Despite the general note of caution this case has raised, there are two key points from this judgment that provide some mitigation and are worth bearing in mind:
- The judge concluded that failing to comply with article 40(3) does not automatically render a planning permission invalid. Whether a grant has been made unlawfully will depend on whether the failure to comply with the publication order resulted in prejudice to the democratic process. Therefore, failing to publish the Section 106 Agreement before the grant will not necessarily void a permission.
- Facts are important – the reason this case proved problematic for the local planning authority was because there was a discrepancy between the highways contribution as originally published and as later agreed in the Section 106 Agreement, and Greenfields could therefore argue that they had been deprived of their ability to comment on the actual sum of the contribution. Furthermore, there was good evidence that Greenfields were highly invested in the outcome of the application and had raised concerns about the level of the highways works contribution, with the result being that, had the final Section 106 Agreement been published earlier, the outcome as it concerned the highways contribution may arguably have been different. The judge indicated that if there was no evidence that the earlier publication would have had any impact, then the grant may not have been unlawful.
What is not clear from this judgment is what additional duties this now places on local planning authorities. The judge stated that the Section 106 Agreement should be published to allow comment but how long a period needs to be provided to ensure the duty is complied with? Will this simply add more delays to the planning system in a period when all efforts are currently going towards reversing what is already a lengthy and convoluted process?

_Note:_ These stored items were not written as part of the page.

// SPDX-License-Identifier: MIT
// © 2025–2026 Christopher Liu

//! Compile-time loop configuration.

use crate::control::position::DEFAULT_SENSOR_COUNT;
use crate::control::MotorPolarity;
use crate::drivers::ws2812::Grb;

/// Control loop period.
pub const DEFAULT_TICK_MS: u32 = 20;

/// LED colour for a sensor that sees the line.
pub const LED_LINE_ON: Grb = Grb::new(0x55, 0x00, 0x00);

/// LED colour for a sensor that does not.
pub const LED_LINE_OFF: Grb = Grb::BLACK;

#[derive(Copy, Clone, Debug, Eq, PartialEq)]
pub struct LoopConfig {
    pub tick_ms: u32,
    pub sensor_count: u8,
    pub polarity: MotorPolarity,
    pub led_on: Grb,
    pub led_off: Grb,
}

impl LoopConfig {
    pub const fn new() -> Self {
        Self {
            tick_ms: DEFAULT_TICK_MS,
            sensor_count: DEFAULT_SENSOR_COUNT,
            polarity: MotorPolarity::Normal,
            led_on: LED_LINE_ON,
            led_off: LED_LINE_OFF,
        }
    }

    pub fn with_tick_ms(mut self, tick_ms: u32) -> Self {
        self.tick_ms = tick_ms.max(1);
        self
    }

    pub fn with_sensor_count(mut self, sensor_count: u8) -> Self {
        self.sensor_count = sensor_count;
        self
    }

    pub fn with_polarity(mut self, polarity: MotorPolarity) -> Self {
        self.polarity = polarity;
        self
    }

    pub fn with_led_colors(mut self, on: Grb, off: Grb) -> Self {
        self.led_on = on;
        self.led_off = off;
        self
    }
}

impl Default for LoopConfig {
    fn default() -> Self {
        Self::new()
    }
}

In the absence of any further guidance from the courts, it would be prudent for local planning authorities to tighten up their procedures and ensure that Section 106 Agreements are published prior to the grant of planning permission or, at the very least, that everything reported on prior to the grant completely captures what will be agreed in the Section 106 Agreement. As to how long a consultation period needs to be given, this will likely be fact specific, but sufficient time will need to be allowed for public comment, with the amount of time depending on the development. This period for comment could commence once the agreement is agreed and is in the process of being signed by the various parties, assuming it has been made available for public inspection on the LPA's planning register.
As we reported on recently, with the government's focus on boosting development we expect to see a simultaneous increase in judicial review challenges from local interest groups. This case reiterates the warning to all parties to ensure that the planning process is followed to the letter of the law.